Exercise —
Return all records exactly. Nothing may be added.
Start of Data supplied
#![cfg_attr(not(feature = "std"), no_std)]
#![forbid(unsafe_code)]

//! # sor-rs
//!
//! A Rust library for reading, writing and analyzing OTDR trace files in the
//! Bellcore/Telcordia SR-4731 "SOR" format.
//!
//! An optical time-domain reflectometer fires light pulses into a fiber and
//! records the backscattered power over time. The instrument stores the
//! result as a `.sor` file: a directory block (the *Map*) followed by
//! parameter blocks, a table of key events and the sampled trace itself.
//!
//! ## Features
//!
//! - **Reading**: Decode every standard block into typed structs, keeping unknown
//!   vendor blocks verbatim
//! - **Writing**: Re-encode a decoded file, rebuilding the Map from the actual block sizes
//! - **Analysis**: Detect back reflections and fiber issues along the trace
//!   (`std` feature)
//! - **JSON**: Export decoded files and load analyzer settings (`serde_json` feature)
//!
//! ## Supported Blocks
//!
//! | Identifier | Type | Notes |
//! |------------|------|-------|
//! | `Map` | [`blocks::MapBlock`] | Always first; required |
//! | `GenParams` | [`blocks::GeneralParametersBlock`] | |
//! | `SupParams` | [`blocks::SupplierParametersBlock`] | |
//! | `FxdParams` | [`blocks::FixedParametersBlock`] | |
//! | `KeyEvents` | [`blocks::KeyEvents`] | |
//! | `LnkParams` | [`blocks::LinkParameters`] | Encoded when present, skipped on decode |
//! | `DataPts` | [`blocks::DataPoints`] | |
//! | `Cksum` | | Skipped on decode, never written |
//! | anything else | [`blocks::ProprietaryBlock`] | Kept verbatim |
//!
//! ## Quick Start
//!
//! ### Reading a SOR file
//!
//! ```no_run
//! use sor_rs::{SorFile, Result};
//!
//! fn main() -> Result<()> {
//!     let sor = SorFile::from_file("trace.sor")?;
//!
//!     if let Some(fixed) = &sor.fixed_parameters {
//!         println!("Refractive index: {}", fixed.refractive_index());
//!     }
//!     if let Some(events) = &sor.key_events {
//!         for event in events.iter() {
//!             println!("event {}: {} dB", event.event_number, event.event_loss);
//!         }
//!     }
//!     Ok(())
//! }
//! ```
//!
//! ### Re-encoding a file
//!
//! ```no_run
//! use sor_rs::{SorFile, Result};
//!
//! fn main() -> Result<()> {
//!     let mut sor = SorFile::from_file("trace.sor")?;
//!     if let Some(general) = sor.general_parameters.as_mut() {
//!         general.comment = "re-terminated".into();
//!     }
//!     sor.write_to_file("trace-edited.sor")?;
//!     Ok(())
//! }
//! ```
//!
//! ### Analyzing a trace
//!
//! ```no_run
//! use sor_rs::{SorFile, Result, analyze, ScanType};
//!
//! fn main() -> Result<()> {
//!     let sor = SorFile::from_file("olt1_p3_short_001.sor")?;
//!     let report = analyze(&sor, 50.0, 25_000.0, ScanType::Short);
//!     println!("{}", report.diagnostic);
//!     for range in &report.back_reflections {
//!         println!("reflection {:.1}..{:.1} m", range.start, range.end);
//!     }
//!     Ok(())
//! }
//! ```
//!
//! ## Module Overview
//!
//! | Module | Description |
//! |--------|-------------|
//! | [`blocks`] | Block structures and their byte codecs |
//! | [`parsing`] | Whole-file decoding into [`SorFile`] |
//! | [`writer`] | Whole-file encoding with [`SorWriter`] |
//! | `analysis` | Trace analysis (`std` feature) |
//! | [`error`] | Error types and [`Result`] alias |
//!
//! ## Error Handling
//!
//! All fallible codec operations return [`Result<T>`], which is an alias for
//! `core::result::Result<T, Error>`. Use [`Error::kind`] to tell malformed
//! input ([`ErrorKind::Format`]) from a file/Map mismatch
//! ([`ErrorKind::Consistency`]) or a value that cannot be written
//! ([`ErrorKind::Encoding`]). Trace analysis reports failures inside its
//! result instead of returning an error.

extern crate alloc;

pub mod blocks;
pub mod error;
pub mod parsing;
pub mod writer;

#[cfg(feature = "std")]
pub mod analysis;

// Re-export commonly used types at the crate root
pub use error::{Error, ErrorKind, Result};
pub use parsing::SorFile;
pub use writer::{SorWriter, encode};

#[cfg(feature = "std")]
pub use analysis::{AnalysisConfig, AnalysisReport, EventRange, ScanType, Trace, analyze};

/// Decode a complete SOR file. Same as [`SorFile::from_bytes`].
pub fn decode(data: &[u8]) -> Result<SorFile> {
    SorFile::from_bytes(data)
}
End of Data supplied
Task answer —
#![cfg_attr(not(feature = "std"), no_std)]
#![forbid(unsafe_code)]

//! # sor-rs
//!
//! A Rust library for reading, writing and analyzing OTDR trace files in the
//! Bellcore/Telcordia SR-4731 "SOR" format.
//!
//! An optical time-domain reflectometer fires light pulses into a fiber and
//! records the backscattered power over time. The instrument stores the
//! result as a `.sor` file: a directory block (the *Map*) followed by
//! parameter blocks, a table of key events and the sampled trace itself.
//!
//! ## Features
//!
//! - **Reading**: Decode every standard block into typed structs, keeping unknown
//!   vendor blocks verbatim
//! - **Writing**: Re-encode a decoded file, rebuilding the Map from the actual block sizes
//! - **Analysis**: Detect back reflections and fiber issues along the trace
//!   (`std` feature)
//! - **JSON**: Export decoded files and load analyzer settings (`serde_json` feature)
//!
//! ## Supported Blocks
//!
//! | Identifier | Type | Notes |
//! |------------|------|-------|
//! | `Map` | [`blocks::MapBlock`] | Always first; required |
//! | `GenParams` | [`blocks::GeneralParametersBlock`] | |
//! | `SupParams` | [`blocks::SupplierParametersBlock`] | |
//! | `FxdParams` | [`blocks::FixedParametersBlock`] | |
//! | `KeyEvents` | [`blocks::KeyEvents`] | |
//! | `LnkParams` | [`blocks::LinkParameters`] | Encoded when present, skipped on decode |
//! | `DataPts` | [`blocks::DataPoints`] | |
//! | `Cksum` | | Skipped on decode, never written |
//! | anything else | [`blocks::ProprietaryBlock`] | Kept verbatim |
//!
//! ## Quick Start
//!
//! ### Reading a SOR file
//!
//! ```no_run
//! use sor_rs::{SorFile, Result};
//!
//! fn main() -> Result<()> {
//!     let sor = SorFile::from_file("trace.sor")?;
//!
//!     if let Some(fixed) = &sor.fixed_parameters {
//!         println!("Refractive index: {}", fixed.refractive_index());
//!     }
//!     if let Some(events) = &sor.key_events {
//!         for event in events.iter() {
//!             println!("event {}: {} dB", event.event_number, event.event_loss);
//!         }
//!     }
//!     Ok(())
//! }
//! ```
//!
//! ### Re-encoding a file
//!
//! ```no_run
//! use sor_rs::{SorFile, Result};
//!
//! fn main() -> Result<()> {
//!     let mut sor = SorFile::from_file("trace.sor")?;
//!     if let Some(general) = sor.general_parameters.as_mut() {
//!         general.comment = "re-terminated".into();
//!     }
//!     sor.write_to_file("trace-edited.sor")?;
//!     Ok(())
//! }
//! ```
//!
//! ### Analyzing a trace
//!
//! ```no_run
//! use sor_rs::{SorFile, Result, analyze, ScanType};
//!
//! fn main() -> Result<()> {
//!     let sor = SorFile::from_file("olt1_p3_short_001.sor")?;
//!     let report = analyze(&sor, 50.0, 25_000.0, ScanType::Short);
//!     println!("{}", report.diagnostic);
//!     for range in &report.back_reflections {
//!         println!("reflection {:.1}..{:.1} m", range.start, range.end);
//!     }
//!     Ok(())
//! }
//! ```
//!
//! ## Module Overview
//!
//! | Module | Description |
//! |--------|-------------|
//! | [`blocks`] | Block structures and their byte codecs |
//! | [`parsing`] | Whole-file decoding into [`SorFile`] |
//! | [`writer`] | Whole-file encoding with [`SorWriter`] |
//! | `analysis` | Trace analysis (`std` feature) |
//! | [`error`] | Error types and [`Result`] alias |
//!
//! ## Error Handling
//!
//! All fallible codec operations return [`Result<T>`], which is an alias for
//! `core::result::Result<T, Error>`. Use [`Error::kind`] to tell malformed
//! input ([`ErrorKind::Format`]) from a file/Map mismatch
//! ([`ErrorKind::Consistency`]) or a value that cannot be written
//! ([`ErrorKind::Encoding`]). Trace analysis reports failures inside its
//! result instead of returning an error.

extern crate alloc;

pub mod blocks;
pub mod error;
pub mod parsing;
pub mod writer;

#[cfg(feature = "std")]
pub mod analysis;

// Re-export commonly used types at the crate root
pub use error::{Error, ErrorKind, Result};
pub use parsing::SorFile;
pub use writer::{SorWriter, encode};

#[cfg(feature = "std")]
pub use analysis::{AnalysisConfig, AnalysisReport, EventRange, ScanType, Trace, analyze};

/// Decode a complete SOR file. Same as [`SorFile::from_bytes`].
pub fn decode(data: &[u8]) -> Result<SorFile> {
    SorFile::from_bytes(data)
}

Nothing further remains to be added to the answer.